ハディース学文献としての地方史人名録―10-13世紀の編纂流行とその背景―

森山 央朗

西暦10世紀後半から13世紀前半にかけて、中央アジア西部からイベリア半島に至るイスラーム世界の各地で、アラビア語の地方史が数多く編纂された。これらの地方史は、我々が「地方史」という言葉から思い起こすような、ある地域の過去の事件などを記録したものではない。記述対象地域の由緒と美質を語る地誌と、その地域と何らかの関係を持ったウラマー(イスラーム宗教知識人エリート)の学問的経歴・評価を定型的に列挙した人名録によって構成される。そして、人名録が各作品の大半を占め、そこには数百から数千件の伝記記事が収録されている。本研究の言う「地方史人名録」とは、こうした地方史とも人名録ともつかない書物のことである。これらの地方史人名録は、編纂地域が広範囲に及ぶ一方で、各作品は上記の内容と形式を共有しており、強固な共通性を持つ。

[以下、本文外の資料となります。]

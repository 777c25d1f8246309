use core::borrow::Borrow;

use smallvec::SmallVec;

use super::handle::Handle;

// Nodes briefly hold one key past `max_keys()` between an insert and the split that follows it, so the inline
// capacities cover the default branching factor with room to spare. Larger factors spill to the heap.
const INLINE_KEYS: usize = 8;
const INLINE_CHILDREN: usize = INLINE_KEYS + 1;

pub(crate) type Keys<K> = SmallVec<[K; INLINE_KEYS]>;
pub(crate) type Children = SmallVec<[Handle; INLINE_CHILDREN]>;

/// Occupancy rules derived from the branching factor.
///
/// - every node holds at most `bf - 1` keys;
/// - a non-root leaf holds at least `bf / 2` keys, the size of the left half of a split leaf;
/// - a non-root internal node holds at least `ceil(bf / 2) - 1` keys, i.e. `ceil(bf / 2)` children.
///
/// Both minimums are low enough that a split never produces an underfull half, and high enough that merging an
/// underfull node with a sibling that cannot lend never produces an overfull one.
#[derive(Clone, Copy, Debug, Eq, PartialEq)]
pub(crate) struct Bounds {
    branching_factor: usize,
}

impl Bounds {
    pub(crate) const fn new(branching_factor: usize) -> Self {
        debug_assert!(branching_factor >= 3);
        Self { branching_factor }
    }

    pub(crate) const fn branching_factor(self) -> usize {
        self.branching_factor
    }

    pub(crate) const fn max_keys(self) -> usize {
        self.branching_factor - 1
    }

    pub(crate) const fn min_leaf_keys(self) -> usize {
        self.branching_factor / 2
    }

    pub(crate) const fn min_internal_keys(self) -> usize {
        self.branching_factor.div_ceil(2) - 1
    }
}

#[allow(clippy::large_enum_variant)]
pub(crate) enum Node<K> {
    Internal(InternalNode<K>),
    Leaf(LeafNode<K>),
}

// B+Tree: internal nodes store separator keys and child handles.
pub(crate) struct InternalNode<K> {
    // children[i] covers keys in [keys[i - 1], keys[i]).
    keys: Keys<K>,
    children: Children,
}

// B+Tree: leaves store the elements themselves plus non-owning links to their neighbours.
pub(crate) struct LeafNode<K> {
    prev: Option<Handle>,
    next: Option<Handle>,
    keys: Keys<K>,
}

/// Result of searching for a key in a leaf.
pub(crate) enum SearchResult {
    /// Key was found at the given index.
    Found(usize),
    /// Key was not found; index is where it would be inserted.
    NotFound(usize),
}

impl<K> Node<K> {
    #[cfg(test)]
    pub(crate) fn is_leaf(&self) -> bool {
        matches!(self, Node::Leaf(_))
    }

    /// Returns the leaf node, panicking if this is not a leaf.
    pub(crate) fn as_leaf(&self) -> &LeafNode<K> {
        match self {
            Node::Leaf(leaf) => leaf,
            Node::Internal(_) => panic!("expected leaf node"),
        }
    }

    /// Returns the leaf node mutably, panicking if this is not a leaf.
    pub(crate) fn as_leaf_mut(&mut self) -> &mut LeafNode<K> {
        match self {
            Node::Leaf(leaf) => leaf,
            Node::Internal(_) => panic!("expected leaf node"),
        }
    }

    /// Returns the internal node, panicking if this is not internal.
    pub(crate) fn as_internal(&self) -> &InternalNode<K> {
        match self {
            Node::Internal(internal) => internal,
            Node::Leaf(_) => panic!("expected internal node"),
        }
    }

    /// Returns the internal node mutably, panicking if this is not internal.
    pub(crate) fn as_internal_mut(&mut self) -> &mut InternalNode<K> {
        match self {
            Node::Internal(internal) => internal,
            Node::Leaf(_) => panic!("expected internal node"),
        }
    }

    /// Elements for a leaf, separators for an internal node.
    pub(crate) fn keys(&self) -> &[K] {
        match self {
            Node::Internal(internal) => internal.keys(),
            Node::Leaf(leaf) => leaf.keys(),
        }
    }

    pub(crate) fn key_count(&self) -> usize {
        self.keys().len()
    }

    pub(crate) fn min_keys(&self, bounds: Bounds) -> usize {
        match self {
            Node::Internal(_) => bounds.min_internal_keys(),
            Node::Leaf(_) => bounds.min_leaf_keys(),
        }
    }

    /// More keys than a node may hold at rest; the node must be split.
    pub(crate) fn is_overfull(&self, bounds: Bounds) -> bool {
        self.key_count() > bounds.max_keys()
    }

    /// Fewer keys than a non-root node may hold; the node must borrow or merge.
    pub(crate) fn is_underfull(&self, bounds: Bounds) -> bool {
        self.key_count() < self.min_keys(bounds)
    }

    /// Whether a sibling may give up one key and stay at or above its minimum.
    pub(crate) fn can_lend(&self, bounds: Bounds) -> bool {
        self.key_count() > self.min_keys(bounds)
    }
}

impl<K> InternalNode<K> {
    /// Creates the node that sits above a split root: one separator, two children.
    pub(crate) fn new_root(left: Handle, separator: K, right: Handle) -> Self {
        let mut node = Self {
            keys: Keys::new(),
            children: Children::new(),
        };
        node.keys.push(separator);
        node.children.push(left);
        node.children.push(right);
        node
    }

    pub(crate) fn from_parts(keys: Keys<K>, children: Children) -> Self {
        debug_assert_eq!(children.len(), keys.len() + 1);
        Self { keys, children }
    }

    pub(crate) fn key_count(&self) -> usize {
        self.keys.len()
    }

    pub(crate) fn child_count(&self) -> usize {
        self.children.len()
    }

    #[cfg(test)]
    pub(crate) fn key(&self, index: usize) -> &K {
        &self.keys[index]
    }

    pub(crate) fn keys(&self) -> &[K] {
        &self.keys
    }

    #[inline]
    pub(crate) fn child(&self, index: usize) -> Handle {
        self.children[index]
    }

    pub(crate) fn children(&self) -> &[Handle] {
        &self.children
    }

    /// Index of the child covering `key`: the first separator strictly greater than `key`.
    ///
    /// A key equal to a separator belongs to the right of it, because leaf splits copy the right leaf's first
    /// key up as the separator.
    #[inline]
    pub(crate) fn search_child<Q>(&self, key: &Q) -> usize
    where
        K: Borrow<Q>,
        Q: ?Sized + Ord,
    {
        self.keys.partition_point(|k| k.borrow() <= key)
    }

    /// Inserts `key` at `index` with `child` immediately to its right.
    pub(crate) fn insert_child(&mut self, index: usize, key: K, child: Handle) {
        self.keys.insert(index, key);
        self.children.insert(index + 1, child);
    }

    /// Removes the separator at `index` together with the child to its right.
    pub(crate) fn remove_child(&mut self, index: usize) -> (K, Handle) {
        let key = self.keys.remove(index);
        let child = self.children.remove(index + 1);
        (key, child)
    }

    pub(crate) fn set_key(&mut self, index: usize, key: K) -> K {
        core::mem::replace(&mut self.keys[index], key)
    }

    /// Appends a separator and the child that follows it.
    pub(crate) fn push_back(&mut self, key: K, child: Handle) {
        self.keys.push(key);
        self.children.push(child);
    }

    /// Prepends a child and the separator that follows it.
    pub(crate) fn push_front(&mut self, child: Handle, key: K) {
        self.keys.insert(0, key);
        self.children.insert(0, child);
    }

    /// Removes the last separator and the last child.
    pub(crate) fn pop_back(&mut self) -> Option<(K, Handle)> {
        if self.keys.is_empty() {
            return None;
        }
        let key = self.keys.pop()?;
        let child = self.children.pop()?;
        Some((key, child))
    }

    /// Removes the first child and the first separator.
    pub(crate) fn pop_front(&mut self) -> Option<(Handle, K)> {
        if self.keys.is_empty() {
            return None;
        }
        let child = self.children.remove(0);
        let key = self.keys.remove(0);
        Some((child, key))
    }

    /// Splits an overfull node at `len / 2`. The middle key moves up and appears in neither half.
    pub(crate) fn split(&mut self) -> (K, InternalNode<K>) {
        let mid = self.keys.len() / 2;

        let right = InternalNode {
            keys: self.keys.drain(mid + 1..).collect(),
            children: self.children.drain(mid + 1..).collect(),
        };
        let median = self.keys.remove(mid);

        (median, right)
    }

    /// Absorbs the right sibling, pulling the parent's separator down between the two halves.
    pub(crate) fn merge_with_right(&mut self, separator: K, mut right: InternalNode<K>) {
        self.keys.push(separator);
        self.keys.append(&mut right.keys);
        self.children.append(&mut right.children);
    }
}

impl<K> LeafNode<K> {
    pub(crate) fn new() -> Self {
        Self {
            prev: None,
            next: None,
            keys: Keys::new(),
        }
    }

    pub(crate) fn from_keys(keys: Keys<K>) -> Self {
        Self {
            prev: None,
            next: None,
            keys,
        }
    }

    pub(crate) fn key_count(&self) -> usize {
        self.keys.len()
    }

    pub(crate) fn prev(&self) -> Option<Handle> {
        self.prev
    }

    pub(crate) fn set_prev(&mut self, prev: Option<Handle>) {
        self.prev = prev;
    }

    pub(crate) fn next(&self) -> Option<Handle> {
        self.next
    }

    pub(crate) fn set_next(&mut self, next: Option<Handle>) {
        self.next = next;
    }

    #[inline]
    pub(crate) fn key(&self, index: usize) -> &K {
        &self.keys[index]
    }

    pub(crate) fn keys(&self) -> &[K] {
        &self.keys
    }

    pub(crate) fn first_key(&self) -> Option<&K> {
        self.keys.first()
    }

    pub(crate) fn last_key(&self) -> Option<&K> {
        self.keys.last()
    }

    #[inline]
    pub(crate) fn search<Q>(&self, key: &Q) -> SearchResult
    where
        K: Borrow<Q>,
        Q: ?Sized + Ord,
    {
        match self.keys.binary_search_by(|k| k.borrow().cmp(key)) {
            Ok(idx) => SearchResult::Found(idx),
            Err(idx) => SearchResult::NotFound(idx),
        }
    }

    pub(crate) fn insert(&mut self, index: usize, key: K) {
        self.keys.insert(index, key);
    }

    pub(crate) fn remove(&mut self, index: usize) -> K {
        self.keys.remove(index)
    }

    pub(crate) fn push(&mut self, key: K) {
        self.keys.push(key);
    }

    pub(crate) fn push_front(&mut self, key: K) {
        self.keys.insert(0, key);
    }

    pub(crate) fn pop(&mut self) -> Option<K> {
        self.keys.pop()
    }

    pub(crate) fn pop_front(&mut self) -> Option<K> {
        if self.keys.is_empty() { None } else { Some(self.keys.remove(0)) }
    }

    /// Splits an overfull leaf at `len / 2`. Returns (`separator`, `right`).
    ///
    /// Keys `[mid..]` move to the new right leaf and the separator is a copy of its first key, so every element
    /// stays in the leaf level. Sibling links are left for the caller, which knows the new leaf's handle.
    pub(crate) fn split(&mut self) -> (K, LeafNode<K>)
    where
        K: Clone,
    {
        let mid = self.keys.len() / 2;
        let right = LeafNode::from_keys(self.keys.drain(mid..).collect());
        let separator = right.keys[0].clone();
        (separator, right)
    }

    /// Absorbs the right sibling and takes over its forward link.
    pub(crate) fn merge_with_right(&mut self, mut right: LeafNode<K>) {
        self.keys.append(&mut right.keys);
        self.next = right.next;
    }
}
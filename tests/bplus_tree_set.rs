use std::collections::BTreeSet;

use bplus_tree_set::{BPlusTreeSet, Error, MIN_BRANCHING_FACTOR};
use pretty_assertions::assert_eq;
use proptest::prelude::*;

/// The number of operations to perform in each proptest case.
const TEST_SIZE: usize = 2_000;

/// Values drawn from a narrow range so inserts and removes collide often.
fn value_strategy() -> impl Strategy<Value = i32> {
    -500i32..500i32
}

fn branching_factor_strategy() -> impl Strategy<Value = usize> {
    MIN_BRANCHING_FACTOR..=12
}

fn set_with(bf: usize, values: impl IntoIterator<Item = i32>) -> BPlusTreeSet<i32> {
    let mut set = BPlusTreeSet::with_branching_factor(bf).unwrap();
    set.extend(values);
    set
}

// ─── Operations enum for driving randomized tests ────────────────────────────

#[derive(Debug, Clone)]
enum SetOp {
    Insert(i32),
    Remove(i32),
    Contains(i32),
    First,
    Last,
    Clear,
}

fn set_op_strategy() -> impl Strategy<Value = SetOp> {
    prop_oneof![
        60 => value_strategy().prop_map(SetOp::Insert),
        40 => value_strategy().prop_map(SetOp::Remove),
        20 => value_strategy().prop_map(SetOp::Contains),
        10 => Just(SetOp::First),
        10 => Just(SetOp::Last),
        // Rare, so the tree gets a chance to grow again afterwards.
        1 => Just(SetOp::Clear),
    ]
}

// ─── Core operations ─────────────────────────────────────────────────────────

proptest! {
    #![proptest_config(ProptestConfig::with_cases(20))]

    /// Replays a random sequence of operations on both BPlusTreeSet and BTreeSet and asserts identical results at
    /// every step.
    #[test]
    fn set_ops_match_btreeset(
        bf in branching_factor_strategy(),
        ops in proptest::collection::vec(set_op_strategy(), TEST_SIZE),
    ) {
        let mut bp_set: BPlusTreeSet<i32> = BPlusTreeSet::with_branching_factor(bf).unwrap();
        let mut bt_set: BTreeSet<i32> = BTreeSet::new();

        for op in &ops {
            match op {
                SetOp::Insert(v) => {
                    prop_assert_eq!(bp_set.insert(*v), bt_set.insert(*v), "insert({})", v);
                }
                SetOp::Remove(v) => {
                    prop_assert_eq!(bp_set.remove(v), bt_set.remove(v), "remove({})", v);
                }
                SetOp::Contains(v) => {
                    prop_assert_eq!(bp_set.contains(v), bt_set.contains(v), "contains({})", v);
                }
                SetOp::First => {
                    prop_assert_eq!(bp_set.first(), bt_set.first(), "first()");
                }
                SetOp::Last => {
                    prop_assert_eq!(bp_set.last(), bt_set.last(), "last()");
                }
                SetOp::Clear => {
                    bp_set.clear();
                    bt_set.clear();
                }
            }
            prop_assert_eq!(bp_set.len(), bt_set.len(), "len() after {:?}", op);
            prop_assert_eq!(bp_set.is_empty(), bt_set.is_empty(), "is_empty() after {:?}", op);
        }

        prop_assert!(bp_set.iter().eq(bt_set.iter()), "iter() mismatch");
        prop_assert!(bp_set.iter().rev().eq(bt_set.iter().rev()), "iter().rev() mismatch");
    }

    /// Inserting keys in any order then removing them in any order returns the tree to a single empty leaf.
    #[test]
    fn round_trip_returns_to_empty_leaf(
        bf in branching_factor_strategy(),
        keys in Just((1..=300).collect::<Vec<i32>>()).prop_shuffle(),
        removal in Just((1..=300).collect::<Vec<i32>>()).prop_shuffle(),
    ) {
        let mut set = set_with(bf, keys);
        prop_assert_eq!(set.len(), 300);
        for key in &removal {
            prop_assert!(set.remove(key), "remove({})", key);
            prop_assert!(!set.contains(key), "contains({}) after remove", key);
        }
        prop_assert!(set.is_empty());
        prop_assert_eq!(set.first(), None);
        prop_assert_eq!(set.last(), None);
        prop_assert_eq!(set.to_string(), "[]\n");
    }

    /// Adding a key that is already present changes nothing, down to the rendered structure.
    #[test]
    fn insert_is_idempotent(
        bf in branching_factor_strategy(),
        values in proptest::collection::vec(value_strategy(), 1..400),
        pick in any::<prop::sample::Index>(),
    ) {
        let mut set = set_with(bf, values.iter().copied());
        let before = set.to_string();
        let len = set.len();
        let existing = *pick.get(&values);

        prop_assert!(!set.insert(existing));
        prop_assert!(set.contains(&existing));
        prop_assert_eq!(set.len(), len);
        prop_assert_eq!(set.to_string(), before);
    }

    /// Removing an absent key reports false and leaves the structure untouched.
    #[test]
    fn removing_absent_key_changes_nothing(
        bf in branching_factor_strategy(),
        values in proptest::collection::vec(value_strategy(), 0..400),
        absent in 500i32..1_000,
    ) {
        let mut set = set_with(bf, values);
        let before = set.to_string();
        let len = set.len();

        prop_assert!(!set.remove(&absent));
        prop_assert_eq!(set.len(), len);
        prop_assert_eq!(set.to_string(), before);
    }

    /// Alternates between both ends of the iterator and checks that every element is yielded exactly once.
    #[test]
    fn iter_is_double_ended_and_exact(
        bf in branching_factor_strategy(),
        values in proptest::collection::vec(value_strategy(), 1..600),
        pattern in proptest::collection::vec(any::<bool>(), 600),
    ) {
        let set = set_with(bf, values.iter().copied());
        let expected: Vec<i32> = values.iter().copied().collect::<BTreeSet<_>>().into_iter().collect();

        let mut iter = set.iter();
        prop_assert_eq!(iter.len(), expected.len());
        let mut from_front = Vec::new();
        let mut from_back = Vec::new();
        for take_front in pattern.iter().cycle().take(expected.len()) {
            if *take_front {
                from_front.push(*iter.next().unwrap());
            } else {
                from_back.push(*iter.next_back().unwrap());
            }
            prop_assert_eq!(iter.len(), expected.len() - from_front.len() - from_back.len());
        }
        prop_assert_eq!(iter.next(), None);
        prop_assert_eq!(iter.next_back(), None);

        from_back.reverse();
        from_front.extend(from_back);
        prop_assert_eq!(from_front, expected);
    }
}

// ─── Construction and queries ────────────────────────────────────────────────

#[test]
fn branching_factor_below_three_is_rejected() {
    for bf in [0, 1, 2] {
        let err = BPlusTreeSet::<i32>::with_branching_factor(bf).unwrap_err();
        assert_eq!(
            err,
            Error::InvalidConfig {
                branching_factor: bf
            }
        );
        assert_eq!(err.to_string(), format!("invalid branching factor {bf}: must be at least 3"));
    }
}

#[test]
fn default_set_uses_branching_factor_three() {
    assert_eq!(BPlusTreeSet::<i32>::new().branching_factor(), 3);
    assert_eq!(BPlusTreeSet::<i32>::default().branching_factor(), 3);
}

#[test]
fn first_and_last_track_extremes() {
    let mut set: BPlusTreeSet<i32> = BPlusTreeSet::new();
    assert_eq!(set.first(), None);
    assert_eq!(set.last(), None);

    set.extend([5, 1, 3]);
    assert_eq!(set.first(), Some(&1));
    assert_eq!(set.last(), Some(&5));

    set.remove(&1);
    set.remove(&5);
    assert_eq!(set.first(), Some(&3));
    assert_eq!(set.last(), Some(&3));
}

#[test]
fn reference_sequence_keeps_every_distinct_value() {
    let sequence = [36, 92, 93, 63, 69, 38, 44, 60, 23, 45, 36, 25, 31, 94, 29, 91, 9, 9, 80, 65, 23];
    let mut set = BPlusTreeSet::new();
    let added = sequence.iter().filter(|&&value| set.insert(value)).count();

    let expected: Vec<i32> = sequence.iter().copied().collect::<BTreeSet<_>>().into_iter().collect();
    assert_eq!(added, 18);
    assert_eq!(set.len(), 18);
    assert_eq!(set.iter().copied().collect::<Vec<_>>(), expected);
    assert!(expected.iter().all(|value| set.contains(value)));
    assert!(!set.contains(&0));
}

#[test]
fn clear_resets_to_empty_leaf() {
    let mut set = set_with(4, 0..100);
    set.clear();
    assert!(set.is_empty());
    assert_eq!(set.len(), 0);
    assert_eq!(set.render(""), "[]\n");

    set.insert(7);
    assert_eq!(set.render(""), "[7]\n");
}

#[test]
fn borrowed_lookups() {
    let set: BPlusTreeSet<String> = ["pear", "apple", "fig"].into_iter().map(String::from).collect();
    assert!(set.contains("fig"));
    assert_eq!(set.get("apple").map(String::as_str), Some("apple"));
    assert_eq!(set.get("kiwi"), None);
}

// ─── Rendering snapshots (bf = 3) ────────────────────────────────────────────

#[test]
fn render_after_growing_two_levels() {
    let set = set_with(3, 1..=5);
    assert_eq!(
        set.render(""),
        "\
[3]
├─[2]
│  ├─[1]
│  └─[2]
└─[4]
   ├─[3]
   └─[4, 5]
"
    );
}

#[test]
fn render_with_prefix_on_every_line() {
    let set = set_with(3, 1..=3);
    assert_eq!(set.render("| "), "| [2]\n| ├─[1]\n| └─[2, 3]\n");
}

#[test]
fn leaf_borrow_from_right_updates_separator() {
    let mut set = set_with(3, [1, 2, 3]);
    assert!(set.remove(&1));
    assert_eq!(set.to_string(), "[3]\n├─[2]\n└─[3]\n");
}

#[test]
fn leaf_borrow_from_left_updates_separator() {
    let mut set = set_with(3, [1, 2, 3, 0]);
    assert!(set.remove(&3));
    assert!(set.remove(&2));
    assert_eq!(set.to_string(), "[1]\n├─[0]\n└─[1]\n");
}

#[test]
fn cascading_merge_shrinks_root() {
    let mut set = set_with(3, 1..=5);
    assert!(set.remove(&1));
    assert_eq!(
        set.to_string(),
        "\
[3, 4]
├─[2]
├─[3]
└─[4, 5]
"
    );
    assert_eq!(set.iter().rev().copied().collect::<Vec<_>>(), [5, 4, 3, 2]);
}

#[test]
fn merge_with_left_sibling_when_last_child() {
    let mut set = set_with(3, 1..=5);
    assert!(set.remove(&5));
    assert!(set.remove(&4));
    assert_eq!(
        set.to_string(),
        "\
[2, 3]
├─[1]
├─[2]
└─[3]
"
    );
    assert_eq!(set.last(), Some(&3));
    assert_eq!(set.iter().rev().copied().collect::<Vec<_>>(), [3, 2, 1]);
}

#[test]
fn internal_rotation_from_right_sibling() {
    let mut set = set_with(3, 1..=6);
    assert!(set.remove(&1));
    assert_eq!(
        set.to_string(),
        "\
[4]
├─[3]
│  ├─[2]
│  └─[3]
└─[5]
   ├─[4]
   └─[5, 6]
"
    );
}

#[test]
fn internal_rotation_from_left_sibling() {
    let mut set = set_with(3, [1, 2, 3, 4, 5, 0, -1]);
    assert!(set.remove(&5));
    assert!(set.remove(&4));
    assert_eq!(
        set.to_string(),
        "\
[2]
├─[0]
│  ├─[-1]
│  └─[0, 1]
└─[3]
   ├─[2]
   └─[3]
"
    );
}

// ─── Trait impls ─────────────────────────────────────────────────────────────

#[test]
fn collect_extend_and_compare() {
    let mut a: BPlusTreeSet<i32> = (1..=10).rev().collect();
    let b = BPlusTreeSet::from([1, 2, 3, 4, 5, 6, 7, 8, 9, 10]);
    assert_eq!(a, b);

    a.extend(&[11, 12]);
    assert_ne!(a, b);
    assert!(b < a);
    assert_eq!(format!("{:?}", BPlusTreeSet::from([2, 1])), "{1, 2}");
}

#[test]
fn iterating_by_reference() {
    let set = set_with(5, (0..50).map(|n| n * 2));
    let mut total = 0;
    for value in &set {
        total += value;
    }
    assert_eq!(total, (0..50).map(|n| n * 2).sum::<i32>());
    assert_eq!(set.iter().max(), Some(&98));
    assert_eq!(set.iter().min(), Some(&0));
    assert_eq!(set.iter().last(), Some(&98));
    assert_eq!(set.iter().count(), 50);
}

本研究は、この地方史人名録の特徴と性格を分析し、その編纂意図を明らかにすることで、10世紀後半から13世紀前半という時期に、同じような地方史人名録がイスラーム世界の各地で編纂された背景を論じる。そのような作業を通じて本研究がまず明らかにするのは、地方史人名録がハディース学文献の一種だということである。ハディースとは、預言者ムハンマド(632年没)の言行を伝える伝承のことであり、ハディース学とは、ハディースの収集・記録、真正性の判定や解釈をめぐる学問体系のことである。ここでのハディース学文献とは、したがって、ハディース学に関係した内容を持ち、ウラマーの中でもハディース学に専門的に取り組むハディース学者が、その学問的活動において書いたり読んだりする文献という意味である。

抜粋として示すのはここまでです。